EL NACIMIENTO DE MAMBRÚ
Te llamarás Mambrú. Tu doble irá a la guerra,
y los dos cantaremos qué dolor
cuando pasen los soldados sobre el puente.
Ya lo sabrás, Mambrú:
los soldados se matan por un rey al que no han visto respirar;
la guerra queda lejos.
Qué dolor: el pañuelo jadeante de la novia,
el pañuelo que silba junto al tren,
y el tren se arrastra sobre el puente de los tristes.
La historia queda lejos. Qué dolor:
esa novia que gime no es la historia.
Y la muchacha que olvidó nacer a la hora precisa
para aplaudir al padre que nunca volverá,
y esos soldados que pasan, nunca fueron la historia.
Tú has nacido en el puente de los tristes.
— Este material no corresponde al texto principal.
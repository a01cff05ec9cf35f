use crate::models::record::ResumeRecord;
use crate::surface::metrics::FontFamily;
use crate::surface::node::{Color, Edges, FontWeight, Node, Tag, TextAlign};
use crate::templates::sections::{self, Theme};

pub fn theme() -> Theme {
    Theme {
        family: FontFamily::Sans,
        accent: Color::rgb(0x11, 0x18, 0x27),
        text: Color::rgb(0x37, 0x41, 0x51),
        muted: Color::rgb(0x6b, 0x72, 0x80),
        heading_size: 13.0,
        heading_weight: FontWeight::Bold,
        heading_rule: false,
        heading_align: TextAlign::Left,
        chip_background: None,
    }
}

pub fn render(record: &ResumeRecord) -> Node {
    let theme = theme();
    let mut header = Node::new(Tag::Header).style(|s| s.margin_bottom = 32.0);

    if let Some(name) = sections::non_blank(&record.personal_info.full_name) {
        header = header.child(Node::text(Tag::H1, name).style(|s| {
            s.font_size = Some(30.0);
            s.font_weight = Some(FontWeight::Light);
            s.color = Some(Color::rgb(0x11, 0x18, 0x27));
        }));
    }
    if let Some(headline) = sections::headline(record) {
        let muted = theme.muted;
        header = header.child(Node::text(Tag::P, headline).style(|s| {
            s.font_size = Some(17.0);
            s.color = Some(muted);
            s.margin_top = 4.0;
        }));
    }
    if let Some(contact) = sections::join_present(&sections::contact_items(record), " • ") {
        let muted = theme.muted;
        header = header.child(Node::text(Tag::P, contact).style(|s| {
            s.font_size = Some(12.0);
            s.color = Some(muted);
            s.margin_top = 8.0;
        }));
    }
    if let Some(photo) = sections::profile_photo(record, 72.0) {
        header = header.child(photo.style(|s| s.margin_top = 12.0));
    }

    let (family, text) = (theme.family, theme.text);
    let mut root = Node::new(Tag::Div).class("template-minimal").style(|s| {
        s.background = Some(Color::WHITE);
        s.padding = Edges::all(32.0);
        s.font_family = Some(family);
        s.color = Some(text);
    });
    if !header.is_empty() {
        root = root.child(header);
    }
    root.children(sections::body_sections(record, &theme))
}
En este sitio, nacer no es derramarse
sino estar condenado a no partir.
Aquí vienen, llorosos,
el leñador, el ministro, el nigromante.
Aquí se dan la mano ladrones y verdugos:
todos tienen un doble que roba o guillotina.
Ya lo sabrás, Mambrú:
tu doble un día volverá de la guerra,
y no estará la novia. Qué dolor.
Hijo: la soledad no tiene doble;
la soledad viaja en el tren de los soldados
para que el puente vibre,
y tú y yo nos abracemos,
y cantemos de nuevo qué dolor.
Las palomas no vienen al andén cuando regresan los soldados.
Aquí no nacen héroes. Qué dolor.
Qué dolor.
Qué pena.
DISCURSO EN UNA ESQUINA DE PARÍS
a veronique joncheray
Son las dos de la tarde en los relojes de París,
y la ciudad se llena de viajeros y palomas.
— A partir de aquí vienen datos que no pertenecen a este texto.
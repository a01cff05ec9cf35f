// Document export: clone + normalize the surface, rasterize it, slice it into A4 bands,
// encode each band, assemble the PDF, deliver it once.
// The whole pipeline is CPU-bound and must run inside tokio::task::spawn_blocking.

pub mod encode;
pub mod filename;
pub mod handlers;
pub mod normalize;
pub mod paginate;
pub mod pdf;
pub mod photo;
pub mod raster;
pub mod sink;

use serde::Serialize;
use thiserror::Error;
use tracing::{debug, info};

use crate::surface::Document;

pub use filename::derive_filename;
pub use paginate::{page_pixel_height, plan_bands, Band, PageSize};
pub use raster::{SurfaceRasterizer, SvgRasterizer};
pub use sink::{DownloadSink, MemorySink};

#[derive(Debug, Error)]
pub enum ExportError {
    #[error("Surface '{0}' not found")]
    SurfaceNotFound(String),

    #[error("Rasterization failed: {0}")]
    RenderFailure(String),

    #[error("Page encoding failed: {0}")]
    EncodingFailure(String),
}

#[derive(Debug, Clone, Serialize)]
pub struct ExportSettings {
    /// Logical width of the normalized surface.
    pub surface_width: f32,
    pub padding: f32,
    /// Oversampling factor applied when rasterizing.
    pub scale: f32,
    pub page: PageSize,
    pub jpeg_quality: u8,
}

impl Default for ExportSettings {
    fn default() -> Self {
        Self {
            surface_width: 800.0,
            padding: 40.0,
            scale: 2.0,
            page: PageSize::A4,
            jpeg_quality: 100,
        }
    }
}

/// What a successful export produced.
#[derive(Debug, Clone, Serialize)]
pub struct ExportReport {
    pub filename: String,
    pub bitmap_width: u32,
    pub bitmap_height: u32,
    pub page_pixel_height: u32,
    pub bands: Vec<Band>,
    pub bytes: usize,
}

impl ExportReport {
    pub fn page_count(&self) -> usize {
        self.bands.len()
    }
}

/// Exports the live surface `surface_id` of `doc` as a paginated PDF named `filename`.
///
/// The live surface is never touched: a clone is normalized and mounted off-screen for
/// the duration of the render, and unmounted on every exit path. `sink` receives the
/// document only after every page has been encoded.
pub fn export_to_document(
    doc: &mut Document,
    surface_id: &str,
    filename: &str,
    settings: &ExportSettings,
    rasterizer: &dyn SurfaceRasterizer,
    sink: &mut dyn DownloadSink,
) -> Result<ExportReport, ExportError> {
    let mut clone = doc
        .find_by_id(surface_id)
        .cloned()
        .ok_or_else(|| ExportError::SurfaceNotFound(surface_id.to_string()))?;
    normalize::normalize_surface(&mut clone, settings);

    let bitmap = {
        let mount = doc.mount_offscreen(clone);
        rasterizer.rasterize(mount.node(), settings.scale)?
    };
    let (bitmap_width, bitmap_height) = bitmap.dimensions();
    if bitmap_width == 0 || bitmap_height == 0 {
        return Err(ExportError::RenderFailure("rasterizer produced an empty bitmap".to_string()));
    }

    let page_px = page_pixel_height(bitmap_width, settings.page);
    let bands = plan_bands(bitmap_height, page_px);
    debug!(bitmap_width, bitmap_height, page_px, pages = bands.len(), "Planned bands");

    let encoded = bands
        .iter()
        .map(|band| encode::encode_band(&bitmap, *band, settings.jpeg_quality))
        .collect::<Result<Vec<_>, _>>()?;
    let bytes = pdf::assemble_pdf(&encoded, settings.page);

    let report = ExportReport {
        filename: filename.to_string(),
        bitmap_width,
        bitmap_height,
        page_pixel_height: page_px,
        bands,
        bytes: bytes.len(),
    };
    sink.deliver(filename, bytes);

    info!(filename, pages = report.page_count(), bytes = report.bytes, "Export complete");
    Ok(report)
}


#[cfg(test)]
mod tests {
    use std::sync::atomic::{AtomicUsize, Ordering};

    use image::RgbImage;

    use super::testing::{FailingRasterizer, FixedRasterizer};
    use super::*;
    use crate::models::record::{Experience, ResumeRecord};
    use crate::surface::node::Node;
    use crate::templates::{render_preview, PREVIEW_SURFACE_ID};

    fn name_and_email() -> ResumeRecord {
        let mut record = ResumeRecord::default();
        record.personal_info.full_name = "Ada Lovelace".to_string();
        record.personal_info.email = "ada@example.com".to_string();
        record
    }

    fn contains(haystack: &[u8], needle: &str) -> bool {
        haystack.windows(needle.len()).any(|w| w == needle.as_bytes())
    }

    #[test]
    fn test_missing_surface_is_not_found_and_not_delivered() {
        let mut doc = render_preview(&name_and_email());
        let mut sink = MemorySink::default();
        let rasterizer = FixedRasterizer { width: 100, height: 100 };
        let err = export_to_document(
            &mut doc,
            "nope",
            "x.pdf",
            &ExportSettings::default(),
            &rasterizer,
            &mut sink,
        )
        .unwrap_err();
        assert!(matches!(err, ExportError::SurfaceNotFound(id) if id == "nope"));
        assert_eq!(sink.deliveries, 0);
    }

    #[test]
    fn test_render_failure_delivers_nothing_and_unmounts() {
        let mut doc = render_preview(&name_and_email());
        let mut sink = MemorySink::default();
        let err = export_to_document(
            &mut doc,
            PREVIEW_SURFACE_ID,
            "ada-lovelace.pdf",
            &ExportSettings::default(),
            &FailingRasterizer,
            &mut sink,
        )
        .unwrap_err();
        assert!(matches!(err, ExportError::RenderFailure(_)));
        assert_eq!(sink.deliveries, 0);
        assert!(sink.delivered.is_none());
        assert_eq!(doc.offscreen_count(), 0);
    }

    #[test]
    fn test_live_surface_is_unchanged() {
        let mut doc = render_preview(&name_and_email());
        let before = doc.clone();
        let mut sink = MemorySink::default();
        export_to_document(
            &mut doc,
            PREVIEW_SURFACE_ID,
            "ada-lovelace.pdf",
            &ExportSettings::default(),
            &FixedRasterizer { width: 1600, height: 900 },
            &mut sink,
        )
        .unwrap();
        assert_eq!(doc, before);
        assert_eq!(doc.offscreen_count(), 0);
    }

    #[test]
    fn test_short_surface_exports_one_page_delivered_once() {
        let mut doc = render_preview(&name_and_email());
        let mut sink = MemorySink::default();
        let report = export_to_document(
            &mut doc,
            PREVIEW_SURFACE_ID,
            "ada-lovelace.pdf",
            &ExportSettings::default(),
            &FixedRasterizer { width: 1600, height: 900 },
            &mut sink,
        )
        .unwrap();
        assert_eq!(report.page_count(), 1);
        assert_eq!(report.bands[0].height, 900);
        assert_eq!(sink.deliveries, 1);
        let download = sink.delivered.unwrap();
        assert_eq!(download.filename, "ada-lovelace.pdf");
        assert!(contains(&download.bytes, "/Count 1"));
        assert_eq!(download.bytes.len(), report.bytes);
    }

    #[test]
    fn test_three_point_four_pages_exports_four() {
        let page_px = page_pixel_height(1600, PageSize::A4);
        let height = (page_px as f64 * 3.4).round() as u32;
        let mut doc = render_preview(&name_and_email());
        let mut sink = MemorySink::default();
        let report = export_to_document(
            &mut doc,
            PREVIEW_SURFACE_ID,
            "a.pdf",
            &ExportSettings::default(),
            &FixedRasterizer { width: 1600, height },
            &mut sink,
        )
        .unwrap();
        assert_eq!(report.page_count(), 4);
        assert_eq!(report.bands.iter().map(|b| b.height).sum::<u32>(), height);
        assert!(contains(&sink.delivered.unwrap().bytes, "/Count 4"));
    }

    #[test]
    fn test_rasterizer_sees_normalized_clone() {
        struct Inspecting(AtomicUsize);
        impl SurfaceRasterizer for Inspecting {
            fn rasterize(&self, surface: &Node, _scale: f32) -> Result<RgbImage, ExportError> {
                assert_eq!(surface.style.width, Some(800.0));
                assert_eq!(surface.id.as_deref(), Some(PREVIEW_SURFACE_ID));
                self.0.fetch_add(1, Ordering::SeqCst);
                Ok(RgbImage::new(10, 10))
            }
        }
        let rasterizer = Inspecting(AtomicUsize::new(0));
        let mut doc = render_preview(&name_and_email());
        let mut sink = MemorySink::default();
        export_to_document(
            &mut doc,
            PREVIEW_SURFACE_ID,
            "a.pdf",
            &ExportSettings::default(),
            &rasterizer,
            &mut sink,
        )
        .unwrap();
        assert_eq!(rasterizer.0.load(Ordering::SeqCst), 1);
        assert!(doc.find_by_id(PREVIEW_SURFACE_ID).unwrap().style.width.is_none());
    }

    #[test]
    fn test_many_experiences_render_through_real_rasterizer() {
        let mut record = name_and_email();
        for i in 0..30 {
            record.experience.push(Experience {
                company: format!("Company {i}"),
                position: "Engineer".to_string(),
                start_date: "2019".to_string(),
                end_date: "2021".to_string(),
                description: "Built and operated services that handled millions of requests per day across several regions.".to_string(),
                achievements: vec!["Cut p99 latency in half".to_string(), "Mentored four engineers".to_string()],
                ..Default::default()
            });
        }
        let mut doc = render_preview(&record);
        let mut sink = MemorySink::default();
        let settings = ExportSettings {
            scale: 1.0,
            jpeg_quality: 60,
            ..Default::default()
        };
        let report = export_to_document(
            &mut doc,
            PREVIEW_SURFACE_ID,
            "ada-lovelace.pdf",
            &settings,
            &SvgRasterizer::new(None),
            &mut sink,
        )
        .unwrap();
        assert_eq!(report.bitmap_width, 800);
        assert!(report.page_count() > 1);
        let expected = (report.bitmap_height + report.page_pixel_height - 1) / report.page_pixel_height;
        assert_eq!(report.page_count() as u32, expected);
        assert_eq!(sink.deliveries, 1);
    }

    #[test]
    fn test_name_and_email_is_one_page_through_real_rasterizer() {
        let mut doc = render_preview(&name_and_email());
        let mut sink = MemorySink::default();
        let report = export_to_document(
            &mut doc,
            PREVIEW_SURFACE_ID,
            "ada-lovelace.pdf",
            &ExportSettings::default(),
            &SvgRasterizer::new(None),
            &mut sink,
        )
        .unwrap();
        assert_eq!(report.bitmap_width, 1600);
        assert!(report.bitmap_height < report.page_pixel_height);
        assert_eq!(report.page_count(), 1);
        assert_eq!(sink.deliveries, 1);
        assert!(sink.delivered.unwrap().bytes.starts_with(b"%PDF"));
        assert_eq!(doc.offscreen_count(), 0);
    }
}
Los viajeros preguntan por Rimbaud,
los viajeros se llevan una torre de juguete:
un país de juguete que gobernaron cuando niños.
Son las dos de la tarde,
y la niñez de los viajeros regresa por las calles de París,
y todos aman a una mujer de treinta y siete años.
Todo el que ama tiene
algo de organillero.
Por eso los viajeros llevan en las arterias una música oculta
mientras las estudiantes navegan por el Sena.
Son las dos de la tarde.
Tener amigos por solo una semana,
es el oficio más triste del mundo.
Y he aquí que los viajeros se consuelan
dando una falsa dirección:
disimulan sus lágrimas poniendo en hora los relojes.
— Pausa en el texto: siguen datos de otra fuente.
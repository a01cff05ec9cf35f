//! The résumé record edited during one session.
//!
//! Every field carries `#[serde(default)]`, so partial JSON from the form always
//! deserializes into a complete shape and renderers never branch on missing data.

use serde::{Deserialize, Serialize};

/// Named visual layouts the renderer can produce.
#[derive(Debug, Clone, Copy, Default, PartialEq, Eq, Serialize, Deserialize)]
#[serde(rename_all = "lowercase")]
pub enum Template {
    #[default]
    Modern,
    Classic,
    Minimal,
}

/// Professions offered by the form, keyed by the value the form submits.
pub const KNOWN_PROFESSIONS: &[(&str, &str)] = &[
    ("software-engineer", "Software Engineer"),
    ("designer", "Designer"),
    ("marketing", "Marketing Professional"),
    ("teacher", "Teacher"),
];

/// Selecting this key defers to `customProfession`.
pub const OTHER_PROFESSION: &str = "other";

#[derive(Debug, Clone, Default, PartialEq, Serialize, Deserialize)]
#[serde(rename_all = "camelCase", default)]
pub struct ResumeRecord {
    pub template: Template,
    pub profession: String,
    pub custom_profession: String,
    pub personal_info: PersonalInfo,
    pub education: Vec<Education>,
    pub experience: Vec<Experience>,
    pub skills: Vec<Skill>,
    pub languages: Vec<Language>,
    pub projects: Vec<Project>,
    pub awards: Vec<Award>,
    pub certifications: Vec<Certification>,
    pub volunteer: Vec<Volunteer>,
    pub publications: Vec<Publication>,
    pub references: Vec<Reference>,
}

impl ResumeRecord {
    /// Display label for the selected profession, or `None` when nothing usable is selected.
    pub fn effective_profession(&self) -> Option<String> {
        let key = self.profession.trim();
        if key.is_empty() {
            return None;
        }
        if key == OTHER_PROFESSION {
            let custom = self.custom_profession.trim();
            return (!custom.is_empty()).then(|| custom.to_string());
        }
        let label = KNOWN_PROFESSIONS
            .iter()
            .find(|(k, _)| *k == key)
            .map(|(_, label)| label.to_string())
            .unwrap_or_else(|| key.to_string());
        Some(label)
    }
}

#[derive(Debug, Clone, Default, PartialEq, Serialize, Deserialize)]
#[serde(rename_all = "camelCase", default)]
pub struct PersonalInfo {
    pub full_name: String,
    pub title: String,
    pub email: String,
    pub phone: String,
    pub location: String,
    pub summary: String,
    /// Base64 data URL of the uploaded photo, empty when none.
    pub profile_picture: String,
    pub social_links: Vec<String>,
}

#[derive(Debug, Clone, Default, PartialEq, Serialize, Deserialize)]
#[serde(rename_all = "camelCase", default)]
pub struct Education {
    pub institution: String,
    pub degree: String,
    pub field: String,
    pub start_date: String,
    pub end_date: String,
    pub gpa: String,
    pub achievements: Vec<String>,
}

#[derive(Debug, Clone, Default, PartialEq, Serialize, Deserialize)]
#[serde(rename_all = "camelCase", default)]
pub struct Experience {
    pub company: String,
    pub position: String,
    pub location: String,
    pub start_date: String,
    pub end_date: String,
    pub description: String,
    pub achievements: Vec<String>,
    pub technologies: Vec<String>,
}

#[derive(Debug, Clone, Copy, Default, PartialEq, Eq, Serialize, Deserialize)]
pub enum SkillLevel {
    #[default]
    Beginner,
    Intermediate,
    Advanced,
    Expert,
}

impl SkillLevel {
    pub fn label(self) -> &'static str {
        match self {
            SkillLevel::Beginner => "Beginner",
            SkillLevel::Intermediate => "Intermediate",
            SkillLevel::Advanced => "Advanced",
            SkillLevel::Expert => "Expert",
        }
    }
}

#[derive(Debug, Clone, Default, PartialEq, Serialize, Deserialize)]
#[serde(rename_all = "camelCase", default)]
pub struct Skill {
    pub name: String,
    pub level: SkillLevel,
    pub years_of_experience: u32,
    pub certifications: Vec<String>,
}

#[derive(Debug, Clone, Default, PartialEq, Serialize, Deserialize)]
#[serde(rename_all = "camelCase", default)]
pub struct Language {
    pub name: String,
    pub proficiency: String,
}

#[derive(Debug, Clone, Default, PartialEq, Serialize, Deserialize)]
#[serde(rename_all = "camelCase", default)]
pub struct Project {
    pub name: String,
    pub description: String,
    pub start_date: String,
    pub end_date: String,
    pub link: String,
    pub achievements: Vec<String>,
    pub technologies: Vec<String>,
}

#[derive(Debug, Clone, Default, PartialEq, Serialize, Deserialize)]
#[serde(rename_all = "camelCase", default)]
pub struct Award {
    pub title: String,
    pub issuer: String,
    pub date: String,
    pub description: String,
}

#[derive(Debug, Clone, Default, PartialEq, Serialize, Deserialize)]
#[serde(rename_all = "camelCase", default)]
pub struct Certification {
    pub name: String,
    pub issuer: String,
    pub date: String,
    pub expiry_date: String,
    pub credential_id: String,
}

#[derive(Debug, Clone, Default, PartialEq, Serialize, Deserialize)]
#[serde(rename_all = "camelCase", default)]
pub struct Volunteer {
    pub organization: String,
    pub role: String,
    pub start_date: String,
    pub end_date: String,
    pub description: String,
}

#[derive(Debug, Clone, Default, PartialEq, Serialize, Deserialize)]
#[serde(rename_all = "camelCase", default)]
pub struct Publication {
    pub title: String,
    pub publisher: String,
    pub date: String,
    pub description: String,
    pub link: String,
}

#[derive(Debug, Clone, Default, PartialEq, Serialize, Deserialize)]
#[serde(rename_all = "camelCase", default)]
pub struct Reference {
    pub name: String,
    pub position: String,
    pub company: String,
    pub email: String,
    pub phone: String,
}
En París, casi siempre, son las dos de la tarde.
EL TESTAMENTO DE MAMBRÚ
Hijos míos: yo nunca seré un héroe.
Nunca tracé las coordenadas por donde debió cruzar el río;
no descubrí la pista hacia la lluvia;
no ordené a los soldados un eclipse.
Hijos míos: yo nunca fui a la guerra.
Mi historia era un pretexto
para que las mulatas salieran al balcón.
Vengo del fango y del trigo
sin más que mi serenata.
Voy a la muerte, mulata,
¿quieres morirte conmigo?
Yo sé cuán poco vale el hijo de un soldado,
y por eso les dejo este silencio:
nadie recuerde que Mambrú tenía dos hijos
y un telescopio
y un fusil
y unos zapatos blancos.
Un día el tiempo abrirá de par en par las siemprevivas,
asomarán otras muchachas al balcón,
y por eso les dejo estas palabras
con las que les dirán que ellas vienen del trigo.
Hijos míos: yo nunca fui a la guerra;
pero he cruzado las calles donde alguien estafó al ilusionista.
He dormido en portales
sin más que el viento saltando entre mis dedos,
y por eso les dejo las campanas, los puentes, los caminos...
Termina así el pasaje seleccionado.